Saved data entries:
★ ★ ★
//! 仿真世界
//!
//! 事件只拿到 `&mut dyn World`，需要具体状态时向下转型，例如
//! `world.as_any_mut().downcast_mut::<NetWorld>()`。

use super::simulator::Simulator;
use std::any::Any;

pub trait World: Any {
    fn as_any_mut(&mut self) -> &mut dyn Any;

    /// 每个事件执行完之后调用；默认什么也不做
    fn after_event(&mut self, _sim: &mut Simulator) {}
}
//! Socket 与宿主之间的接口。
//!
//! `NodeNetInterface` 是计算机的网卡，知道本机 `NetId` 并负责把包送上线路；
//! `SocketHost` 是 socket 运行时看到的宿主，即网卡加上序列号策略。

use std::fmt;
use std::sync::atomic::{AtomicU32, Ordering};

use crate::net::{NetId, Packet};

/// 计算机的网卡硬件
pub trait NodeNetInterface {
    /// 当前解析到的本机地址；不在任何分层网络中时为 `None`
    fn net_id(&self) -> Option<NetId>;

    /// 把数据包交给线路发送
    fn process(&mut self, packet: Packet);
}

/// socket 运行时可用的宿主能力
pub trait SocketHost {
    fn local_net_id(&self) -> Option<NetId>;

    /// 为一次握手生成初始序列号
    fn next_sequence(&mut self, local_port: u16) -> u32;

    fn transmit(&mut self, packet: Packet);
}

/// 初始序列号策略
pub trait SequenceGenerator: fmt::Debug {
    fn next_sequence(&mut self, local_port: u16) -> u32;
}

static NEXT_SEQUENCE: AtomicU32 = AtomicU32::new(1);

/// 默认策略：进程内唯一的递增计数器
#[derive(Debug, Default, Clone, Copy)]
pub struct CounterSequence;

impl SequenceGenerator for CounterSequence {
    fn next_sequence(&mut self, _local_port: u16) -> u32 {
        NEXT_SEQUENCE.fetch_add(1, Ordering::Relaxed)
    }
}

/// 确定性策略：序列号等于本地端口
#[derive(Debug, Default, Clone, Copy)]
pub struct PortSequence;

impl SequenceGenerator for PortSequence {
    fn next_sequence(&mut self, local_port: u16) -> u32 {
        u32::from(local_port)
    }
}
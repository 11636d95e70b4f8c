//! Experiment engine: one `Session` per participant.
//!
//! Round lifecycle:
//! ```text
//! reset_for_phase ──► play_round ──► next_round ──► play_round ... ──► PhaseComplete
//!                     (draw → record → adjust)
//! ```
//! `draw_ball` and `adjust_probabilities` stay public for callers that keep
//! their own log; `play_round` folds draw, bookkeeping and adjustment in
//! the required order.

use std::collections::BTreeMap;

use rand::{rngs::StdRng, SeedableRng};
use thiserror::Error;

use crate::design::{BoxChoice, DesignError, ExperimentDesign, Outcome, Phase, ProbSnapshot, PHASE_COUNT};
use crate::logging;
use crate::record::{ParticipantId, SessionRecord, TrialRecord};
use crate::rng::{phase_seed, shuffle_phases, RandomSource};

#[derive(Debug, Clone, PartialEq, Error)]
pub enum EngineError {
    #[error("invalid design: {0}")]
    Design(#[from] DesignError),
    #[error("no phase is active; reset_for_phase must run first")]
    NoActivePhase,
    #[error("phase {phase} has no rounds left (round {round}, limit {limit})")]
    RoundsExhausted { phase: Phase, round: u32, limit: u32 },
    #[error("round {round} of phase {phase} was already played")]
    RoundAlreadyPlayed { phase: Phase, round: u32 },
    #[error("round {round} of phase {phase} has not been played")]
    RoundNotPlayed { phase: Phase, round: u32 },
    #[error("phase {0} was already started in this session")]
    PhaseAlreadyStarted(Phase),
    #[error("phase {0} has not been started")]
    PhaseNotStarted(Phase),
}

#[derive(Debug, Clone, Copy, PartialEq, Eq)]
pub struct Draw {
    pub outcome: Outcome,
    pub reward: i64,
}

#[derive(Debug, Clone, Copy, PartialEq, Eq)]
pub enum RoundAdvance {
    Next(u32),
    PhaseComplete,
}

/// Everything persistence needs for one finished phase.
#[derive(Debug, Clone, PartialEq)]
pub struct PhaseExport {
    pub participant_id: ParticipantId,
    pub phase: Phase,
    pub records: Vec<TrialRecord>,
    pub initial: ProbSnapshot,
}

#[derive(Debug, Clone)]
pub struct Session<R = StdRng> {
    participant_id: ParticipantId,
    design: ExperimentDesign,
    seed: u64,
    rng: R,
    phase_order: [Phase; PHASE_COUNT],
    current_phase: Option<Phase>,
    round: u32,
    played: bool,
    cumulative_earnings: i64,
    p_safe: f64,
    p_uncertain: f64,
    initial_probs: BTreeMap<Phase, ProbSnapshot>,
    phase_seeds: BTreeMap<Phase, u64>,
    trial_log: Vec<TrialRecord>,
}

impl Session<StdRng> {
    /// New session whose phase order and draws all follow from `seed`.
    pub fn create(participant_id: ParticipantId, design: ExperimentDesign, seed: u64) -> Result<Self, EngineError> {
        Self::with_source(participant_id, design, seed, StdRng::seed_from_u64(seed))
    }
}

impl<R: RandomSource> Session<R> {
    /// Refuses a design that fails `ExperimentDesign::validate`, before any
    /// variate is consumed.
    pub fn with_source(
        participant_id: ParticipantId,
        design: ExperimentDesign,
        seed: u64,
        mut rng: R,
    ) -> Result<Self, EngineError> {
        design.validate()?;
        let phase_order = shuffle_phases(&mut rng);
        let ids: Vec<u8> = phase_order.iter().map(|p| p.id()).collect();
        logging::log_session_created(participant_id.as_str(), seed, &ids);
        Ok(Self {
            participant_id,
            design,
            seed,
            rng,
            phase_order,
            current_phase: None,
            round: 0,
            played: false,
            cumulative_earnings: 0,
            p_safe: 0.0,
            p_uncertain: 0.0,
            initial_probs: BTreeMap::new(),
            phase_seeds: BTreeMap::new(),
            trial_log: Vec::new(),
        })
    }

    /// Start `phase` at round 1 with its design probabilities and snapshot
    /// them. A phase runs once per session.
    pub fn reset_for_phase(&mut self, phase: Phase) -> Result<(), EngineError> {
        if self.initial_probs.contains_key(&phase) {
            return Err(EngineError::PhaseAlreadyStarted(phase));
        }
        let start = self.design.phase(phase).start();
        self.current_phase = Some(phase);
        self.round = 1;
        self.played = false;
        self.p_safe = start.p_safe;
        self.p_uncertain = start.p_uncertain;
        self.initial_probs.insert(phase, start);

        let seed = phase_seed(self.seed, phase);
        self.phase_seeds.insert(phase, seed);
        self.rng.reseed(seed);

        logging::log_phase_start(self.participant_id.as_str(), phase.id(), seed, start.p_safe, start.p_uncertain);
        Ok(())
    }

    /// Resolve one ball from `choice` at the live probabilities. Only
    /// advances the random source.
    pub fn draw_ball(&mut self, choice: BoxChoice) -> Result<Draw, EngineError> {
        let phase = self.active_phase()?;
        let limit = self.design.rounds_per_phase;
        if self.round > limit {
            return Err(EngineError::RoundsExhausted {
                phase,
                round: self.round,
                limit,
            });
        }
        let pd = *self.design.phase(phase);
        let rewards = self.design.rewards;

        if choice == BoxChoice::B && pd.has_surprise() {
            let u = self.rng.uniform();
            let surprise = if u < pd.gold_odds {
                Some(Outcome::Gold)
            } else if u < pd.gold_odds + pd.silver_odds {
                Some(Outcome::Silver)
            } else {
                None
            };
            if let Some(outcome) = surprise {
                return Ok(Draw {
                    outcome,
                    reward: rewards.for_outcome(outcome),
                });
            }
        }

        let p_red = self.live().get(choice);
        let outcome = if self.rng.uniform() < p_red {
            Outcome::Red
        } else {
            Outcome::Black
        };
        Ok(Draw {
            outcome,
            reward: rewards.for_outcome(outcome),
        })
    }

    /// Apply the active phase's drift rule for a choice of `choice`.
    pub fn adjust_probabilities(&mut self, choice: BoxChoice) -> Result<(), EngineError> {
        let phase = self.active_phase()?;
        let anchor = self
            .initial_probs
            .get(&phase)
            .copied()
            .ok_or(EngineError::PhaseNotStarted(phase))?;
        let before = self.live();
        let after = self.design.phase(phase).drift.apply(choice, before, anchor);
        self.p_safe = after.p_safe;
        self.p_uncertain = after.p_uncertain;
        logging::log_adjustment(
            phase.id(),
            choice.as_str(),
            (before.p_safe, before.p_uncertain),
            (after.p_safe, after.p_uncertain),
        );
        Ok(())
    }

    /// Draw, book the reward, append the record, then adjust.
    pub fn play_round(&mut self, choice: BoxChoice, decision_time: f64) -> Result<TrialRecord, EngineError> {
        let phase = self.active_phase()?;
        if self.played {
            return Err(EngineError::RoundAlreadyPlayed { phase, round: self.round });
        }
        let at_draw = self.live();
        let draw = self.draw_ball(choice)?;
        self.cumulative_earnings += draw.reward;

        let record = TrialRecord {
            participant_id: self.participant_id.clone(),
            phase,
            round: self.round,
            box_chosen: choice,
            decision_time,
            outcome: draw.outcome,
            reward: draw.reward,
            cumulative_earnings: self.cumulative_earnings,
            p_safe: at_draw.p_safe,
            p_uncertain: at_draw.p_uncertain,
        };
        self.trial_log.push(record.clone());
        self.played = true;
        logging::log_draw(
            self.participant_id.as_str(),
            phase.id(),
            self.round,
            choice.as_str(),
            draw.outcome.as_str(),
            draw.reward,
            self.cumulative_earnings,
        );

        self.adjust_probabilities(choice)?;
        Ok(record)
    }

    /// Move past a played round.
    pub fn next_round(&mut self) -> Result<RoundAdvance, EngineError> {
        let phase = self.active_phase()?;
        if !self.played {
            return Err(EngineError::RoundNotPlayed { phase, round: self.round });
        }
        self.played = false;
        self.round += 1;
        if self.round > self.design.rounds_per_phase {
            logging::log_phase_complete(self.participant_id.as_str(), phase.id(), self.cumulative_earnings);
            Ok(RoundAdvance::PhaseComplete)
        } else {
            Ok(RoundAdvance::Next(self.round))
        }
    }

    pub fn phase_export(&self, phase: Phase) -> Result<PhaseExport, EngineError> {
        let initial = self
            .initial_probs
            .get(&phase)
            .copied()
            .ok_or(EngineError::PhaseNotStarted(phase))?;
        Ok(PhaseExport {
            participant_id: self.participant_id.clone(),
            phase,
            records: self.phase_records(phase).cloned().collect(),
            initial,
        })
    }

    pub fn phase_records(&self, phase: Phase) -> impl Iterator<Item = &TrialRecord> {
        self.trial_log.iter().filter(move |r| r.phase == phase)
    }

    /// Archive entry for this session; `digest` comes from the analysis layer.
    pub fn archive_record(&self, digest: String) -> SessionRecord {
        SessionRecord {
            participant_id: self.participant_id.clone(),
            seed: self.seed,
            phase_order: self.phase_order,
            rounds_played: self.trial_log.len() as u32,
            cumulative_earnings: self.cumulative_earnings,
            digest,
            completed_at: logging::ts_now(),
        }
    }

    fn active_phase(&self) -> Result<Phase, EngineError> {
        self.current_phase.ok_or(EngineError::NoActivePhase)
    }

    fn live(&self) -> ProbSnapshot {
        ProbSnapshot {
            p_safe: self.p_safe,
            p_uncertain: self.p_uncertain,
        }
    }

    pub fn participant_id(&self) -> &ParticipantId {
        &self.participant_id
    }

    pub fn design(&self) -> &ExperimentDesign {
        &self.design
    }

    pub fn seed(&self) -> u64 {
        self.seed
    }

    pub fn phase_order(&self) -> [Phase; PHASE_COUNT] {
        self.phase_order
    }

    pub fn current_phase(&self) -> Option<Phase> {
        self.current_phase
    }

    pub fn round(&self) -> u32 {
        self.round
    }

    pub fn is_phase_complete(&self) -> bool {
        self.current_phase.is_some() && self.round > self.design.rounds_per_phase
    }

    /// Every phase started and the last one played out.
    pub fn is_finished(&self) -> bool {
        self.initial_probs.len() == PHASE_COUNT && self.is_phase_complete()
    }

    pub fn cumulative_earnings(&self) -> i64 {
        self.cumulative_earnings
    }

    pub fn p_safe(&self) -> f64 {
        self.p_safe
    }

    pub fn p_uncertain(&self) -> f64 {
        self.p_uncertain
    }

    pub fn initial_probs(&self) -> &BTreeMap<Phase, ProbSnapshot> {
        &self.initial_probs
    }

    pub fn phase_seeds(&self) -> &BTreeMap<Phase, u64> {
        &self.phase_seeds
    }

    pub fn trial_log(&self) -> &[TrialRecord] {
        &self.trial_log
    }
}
★ ★ ★
Required work:
Retype the entries exactly from the first line, stopping after the line with "fn as_any_mut(&mut self) -> &mut dyn Any;".

Result below:
//! 仿真世界
//!
//! 事件只拿到 `&mut dyn World`，需要具体状态时向下转型，例如
//! `world.as_any_mut().downcast_mut::<NetWorld>()`。

use super::simulator::Simulator;
use std::any::Any;

pub trait World: Any {
    fn as_any_mut(&mut self) -> &mut dyn Any;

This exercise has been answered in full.